La lucha contra la pandemia parece mostrar que sólo existen dos enfoques con cierta posibilidad de éxito:

  1. El que apuesta por lograr cero contagios:  el seguido por Asia y Oceanía. Un enfoque que requiere altísima capacidad de reacción, rápido cierre y estricto control de fronteras, medidas muy drásticas ante cualquier contagio y altísima capacidad de rastreo. España, y en general toda Europa ha mostrado sus innumerables carencias, que han imposibilitado adoptar este enfoque. Ni alarma temprana, ni rastreo, ni cierre rápido de fronteras, ni medidas drásticas. Este enfoque igualmente requiere o una notable capacidad coercitiva del estado sobre sus ciudadanos para cumplir las medidas restrictivas, como aplicó China, o una confianza de los ciudadanos en sus gobiernos en que las medidas serán de corta duración y útiles, como los casos de Australia, Corea o Japón. Ningún país europeo lo ha logrado. Fracasó en la primera ola, y la oportunidad que supuso el extraordinario sacrificio de más de 2 meses de confinamiento domiciliario fueron desperdiciados de nuevo en la segunda ola. Aunque ahora algunos epidemiólogos se apuntan a volver a intentar este enfoque, conviene no engañar a los ciudadanos. Con las actuales tasas de contagio y con la experiencia de la primera ola no hablamos de un cierre de 2 semanas. Hablamos de un cierre de 3 meses. Ni económica, ni mentalmente parece ya a nuestro alcance. Todos los “expertos” que siguen incidiendo en este enfoque suenan a demagogia de salón, y a satisfacción de políticos que parecen encantados con la idea de encerrar a los ciudadanos en sus casas.
  2. El que apuesta por convivir con el virus: esto requiere aprovechar todas las herramientas a nuestra disposición: mascarillas, ventilación y filtros de aire, test de todo tipo a disposición de la población con total flexibilidad y libertad, cuarentenas razonables y estrictas, restricciones razonables alejadas de la demagogia poco efectiva. Estrategia para aprovechar todo lo disponible para reducir los contagios con un enfoque inteligente. Y medidas pensadas para que puedan cumplirse, y no para echar la culpa a los ciudadanos.

España, y en general Europa, quiere mostrar que intenta el primer enfoque, pero realmente se encuentra inmerso en el segundo utilizando medidas y propuestas que desaprovechan gran parte del potencial existente.

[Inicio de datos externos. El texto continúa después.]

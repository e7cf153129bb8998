//! Shared utilities and types used across the client and data-pipe modules.

pub mod types;
pub mod url;

// Re-export commonly used items
pub use types::*;
pub use self::url::{parse_url, unparse_url};
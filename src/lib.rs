//! # AIStore Rust SDK
//!
//! A Rust client for AIStore clusters.
//!
//! ## Modules
//!
//! - [`api`]: request client (URL building, headers, error dispatch, typed
//!   deserialization) and wire types
//! - [`client`]: buckets, objects and object groups
//! - [`datapipes`]: list/load adapters for ML data pipelines (`datapipes` feature)
//!
//! Plus:
//! - [`shared`]: provider enum and `provider://bucket/object` URL helpers
//! - [`network`]: endpoint defaults
//!
//! ## Quick Start
//!
//! ```rust,ignore
//! use aistore::client::{Client, GetOptions};
//! use aistore::shared::Provider;
//!
//! #[tokio::main]
//! async fn main() -> Result<(), Box<dyn std::error::Error>> {
//!     let client = Client::new("http://localhost:8080")?;
//!     let bucket = client.bucket("my-bucket", Provider::Ais);
//!
//!     for entry in bucket.list_all_objects("train/").await? {
//!         println!("{} ({} bytes)", entry.name, entry.size);
//!     }
//!
//!     let reader = bucket.object("train/0001.bin").get(GetOptions::new()).await?;
//!     let bytes = reader.read_all().await?;
//!     println!("read {} bytes", bytes.len());
//!
//!     Ok(())
//! }
//! ```

// ============================================================================
// MODULES
// ============================================================================

/// Request client, transport seam, errors and wire types.
pub mod api;

/// Bucket and object operations built on the request client.
pub mod client;

/// Shared types and URL helpers.
pub mod shared;

/// Endpoint defaults.
pub mod network;

/// Iterable adapters that list and load objects for data pipelines.
#[cfg(feature = "datapipes")]
pub mod datapipes;

// ============================================================================
// PRELUDE
// ============================================================================

/// Prelude module for convenient imports.
///
/// ```rust,ignore
/// use aistore::prelude::*;
/// ```
pub mod prelude {
    // Request client
    pub use crate::api::{
        handle_errors, AisError, AisResult, ErrorHandler, ErrorResponse, HttpRequest,
        RequestClient, RequestClientBuilder, RequestOptions, Response, Session, StatusError,
    };
    #[cfg(feature = "http")]
    pub use crate::api::ReqwestSession;

    // Wire types
    pub use crate::api::types::{
        BucketEntry, BucketList, ByteRange, ListObjectsMsg, ObjectAttributes,
    };

    // High-level client
    pub use crate::client::{
        AisSource, Bucket, Client, GetOptions, Object, ObjectGroup, ObjectReader,
    };

    // Shared
    pub use crate::shared::{parse_url, unparse_url, Provider};

    // Network constants
    pub use crate::network::{API_VERSION, DEFAULT_ENDPOINT};

    // Data pipes
    #[cfg(feature = "datapipes")]
    pub use crate::datapipes::{AisFileLister, AisFileLoader, AisSourceLister};
}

El peor de los mundos.

La desesperación de escuchar a los grandes expertos epidemiólogos afirmar que la única salida es el confinamiento domiciliario me sugiere un enfoque que busca más el aplauso que la efectividad. En algún post anterior utilizábamos el símil de poner al frente de la DGT a un médico traumatólogo que ante la pregunta de qué planteaba para reducir los muertos en accidente de tráfico planteara que dejar el coche en casa. Inapelable respuesta. Quizás poco práctica. El mismo esfuerzo de practicidad sería deseable a esos expertos epidemiólogos que siempre tienen respuestas inapelables, pero de escasa practicidad.

Luchar contra esta pandemia no es sencillo. La epidemiología nos ha proporcionado pocos aciertos e innumerables errores. Culpar a la intromisión política es cómodo, pero creo que el problema es mucho más profundo. Eran más justificables los errores iniciales, pero en estos momentos ya es muy difícil entenderlo. La desesperanza nos lleva a pensar que solo nos queda la vacuna.